Eligible Businesses Can Apply For Restaurant Revitalization Grants Up To $10 million

Eligible Businesses Can Apply For Restaurant Revitalization Grants Up To $10 million

The American Rescue Plan Act (ARPA), signed into law in early March, aims at offering widespread financial relief to individuals and employers adversely affected by the COVID-19 pandemic. The law specifically targets small businesses in many of its provisions. Under the ARPA, eligible restaurants, food trucks and similar businesses may receive relief from the SBA’s Restaurant Revitalization Grant Program.

Which businesses are eligible?

To be eligible for a restaurant revitalization grant, a business’ primary purpose must be serving food and drinks. The following businesses are not eligible for a restaurant revitalization grant: businesses operated by state or local government; entities with more than 20 locations (including affiliates); and entities which applied for the Shattered Venue Operators Grant Program.

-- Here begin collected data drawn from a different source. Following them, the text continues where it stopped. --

//! Document store abstraction
//!
//! The backfill tools only need four things from the backing database: a
//! full snapshot of a collection, point reads, an equality lookup for the
//! reputation event log, and atomic commit of a write batch. Anything that
//! can provide those (the embedded sled store, the in-memory store, a hosted
//! document database client) implements [`DocumentStore`].
//!
//! ```text
//! scan ──► transform ──► WriteBatch ──► commit
//! ```

pub mod memory;
pub mod sled_store;

use async_trait::async_trait;
use serde_json::Value;

use crate::document::{Document, FieldMap};
use crate::error::StoreError;

pub use memory::MemoryStore;
pub use sled_store::SledStore;

/// Operations per batch for bulk restores and imports
pub const MAX_BATCH_OPS: usize = 100;

/// A single mutation inside a [`WriteBatch`]
#[derive(Debug, Clone, PartialEq)]
pub enum WriteOp {
    /// Merge fields into an existing document. Fails if the document is absent.
    Merge {
        collection: String,
        id: String,
        fields: FieldMap,
    },
    /// Overwrite (or create) a whole document
    Put {
        collection: String,
        document: Document,
    },
}

impl WriteOp {
    pub fn collection(&self) -> &str {
        match self {
            WriteOp::Merge { collection, .. } | WriteOp::Put { collection, .. } => collection,
        }
    }

    pub fn id(&self) -> &str {
        match self {
            WriteOp::Merge { id, .. } => id,
            WriteOp::Put { document, .. } => &document.id,
        }
    }
}

/// Ordered group of mutations committed atomically
#[derive(Debug, Clone, Default, PartialEq)]
pub struct WriteBatch {
    ops: Vec<WriteOp>,
}

impl WriteBatch {
    pub fn new() -> Self {
        Self::default()
    }

    /// Batch holding exactly one merge
    pub fn single_merge(collection: &str, id: &str, fields: FieldMap) -> Self {
        let mut batch = Self::new();
        batch.merge(collection, id, fields);
        batch
    }

    pub fn merge(&mut self, collection: &str, id: &str, fields: FieldMap) -> &mut Self {
        self.ops.push(WriteOp::Merge {
            collection: collection.to_string(),
            id: id.to_string(),
            fields,
        });
        self
    }

    pub fn put(&mut self, collection: &str, document: Document) -> &mut Self {
        self.ops.push(WriteOp::Put {
            collection: collection.to_string(),
            document,
        });
        self
    }

    pub fn ops(&self) -> &[WriteOp] {
        &self.ops
    }

    pub fn len(&self) -> usize {
        self.ops.len()
    }

    pub fn is_empty(&self) -> bool {
        self.ops.is_empty()
    }
}

/// Backing document database
#[async_trait]
pub trait DocumentStore: Send + Sync {
    /// Full snapshot of a collection, fetched in one request
    async fn list(&self, collection: &str) -> Result<Vec<Document>, StoreError>;

    /// Snapshot read of a single document
    async fn get(&self, collection: &str, id: &str) -> Result<Option<Document>, StoreError>;

    /// Names of all collections currently holding documents
    async fn collections(&self) -> Result<Vec<String>, StoreError>;

    /// Atomically apply every operation in the batch, or none of them
    async fn commit(&self, batch: WriteBatch) -> Result<(), StoreError>;

    /// Documents whose `field` equals `value`.
    ///
    /// Backends with secondary indexes should override this; the default
    /// filters a full snapshot.
    async fn find_by_field(
        &self,
        collection: &str,
        field: &str,
        value: &Value,
    ) -> Result<Vec<Document>, StoreError> {
        let docs = self.list(collection).await?;
        Ok(docs
            .into_iter()
            .filter(|doc| doc.get(field) == Some(value))
            .collect())
    }
}

/// Collection names are used as key prefixes and must not contain the separator
pub(crate) fn validate_collection(name: &str) -> Result<(), StoreError> {
    if name.is_empty() || name.contains(':') {
        return Err(StoreError::InvalidCollection(name.to_string()));
    }
    Ok(())
}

What is the value for the grant?

Restaurant revitalization grants will not exceed $10 million dollars per entity and are limited to $5 million per physical location. Therefore, if you operate a restaurant in a single location the maximum which can be applied for is $5 million.

The amount an entity can apply for is determined by pandemic related revenue loss of the eligible entity between 2.15.2020 and 12.31.2021. Pandemic related loss is calculated by gross receipts in decline in 2020 compared to gross receipts in 2019. Note that pandemic related loss is reduced by any PPP loans taken out by the entity. Furthermore, a business will need to provide certification proving economic necessity for the loan.

Tax implications of the restaurant revitalization grant

Key tax implications of a restaurant revitalization grant are as follows:

  • Amounts received as restaurant revitalization grants are excluded from the gross income of the person who receives the funds, and
  • No deduction or basis increase will be denied, and no tax attribute will be reduced, because of the ARPA’s gross income exclusion.


In the case of a partnership or S corporation that receives a restaurant revitalization grant, any amount of the grant excluded from income under the ARPA will be treated as tax-exempt income for federal tax purposes. Because restaurant revitalization grants are treated as tax-exempt income, they’ll be allocated to partners or shareholders and increase their bases in their partnership interests.

The IRS is expected to prescribe rules for determining a partner’s distributive share of the grant for federal tax purposes. And S corporation shareholders will receive allocations of tax-exempt income from restaurant revitalization grants in proportion to their ownership interests in the company under the single-class-of-stock rule.